▶ [WHAT YOU ARE ASKED TO DO] Total the lines of the entries below that hold the string "server", then write only that total.

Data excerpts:
//! `keygate serve`: HTTP server plus expiry reaper.

use std::sync::Arc;

use tokio_util::sync::CancellationToken;
use tracing::info;

use crate::config::KeygateConfig;
use crate::device::{
    AuthorizationStore, DeviceAuthService, ExpiryReaper, FileAuthorizationStore,
    MemoryAuthorizationStore,
};
use crate::error::Result;

pub async fn handle_serve(
    config: &KeygateConfig,
    in_memory: bool,
    with_approval: bool,
) -> Result<()> {
    let store: Arc<dyn AuthorizationStore> = if in_memory {
        Arc::new(MemoryAuthorizationStore::new())
    } else {
        info!(dir = %config.store_dir.display(), "using file store");
        Arc::new(FileAuthorizationStore::new(&config.store_dir))
    };

    let service =
        Arc::new(DeviceAuthService::new(store.clone()).with_settings(config.flow_settings()));
    let shutdown = CancellationToken::new();
    let reaper = ExpiryReaper::new(store)
        .with_retention(config.retention)
        .with_period(config.reap_interval)
        .spawn(shutdown.child_token());

    let signal = shutdown.clone();
    tokio::spawn(async move {
        if tokio::signal::ctrl_c().await.is_ok() {
            info!("shutdown requested");
        }
        signal.cancel();
    });

    let served = crate::server::serve(config, service, with_approval, shutdown.clone()).await;
    ExpiryReaper::stop(&shutdown, reaper).await;
    served
}
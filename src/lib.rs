//! Keygate: device-authorization login for command-line tools.
//!
//! A CLI asks the server to [`start`](device::DeviceAuthService::start) a
//! login and shows the returned user code. A human approves that code in a
//! browser, and the CLI's next [`poll`](device::DeviceAuthService::poll)
//! receives a freshly minted API key exactly once.
//!
//! # Quick Start
//!
//! ```
//! use std::sync::Arc;
//! use keygate::device::{DeviceAuthService, MemoryAuthorizationStore, PollOutcome};
//!
//! let service = DeviceAuthService::new(Arc::new(MemoryAuthorizationStore::new()));
//! let session = service.start(Some("laptop")).unwrap();
//! service.approve(&session.user_code).unwrap();
//!
//! assert!(matches!(service.poll(&session.device_code).unwrap(), PollOutcome::Approved { .. }));
//! assert_eq!(service.poll(&session.device_code).unwrap(), PollOutcome::Consumed);
//! ```

pub mod client;
pub mod config;
pub mod device;
pub mod error;
pub mod server;

#[cfg(feature = "cli")]
pub mod cli;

▶ [ANSWER BOX] 4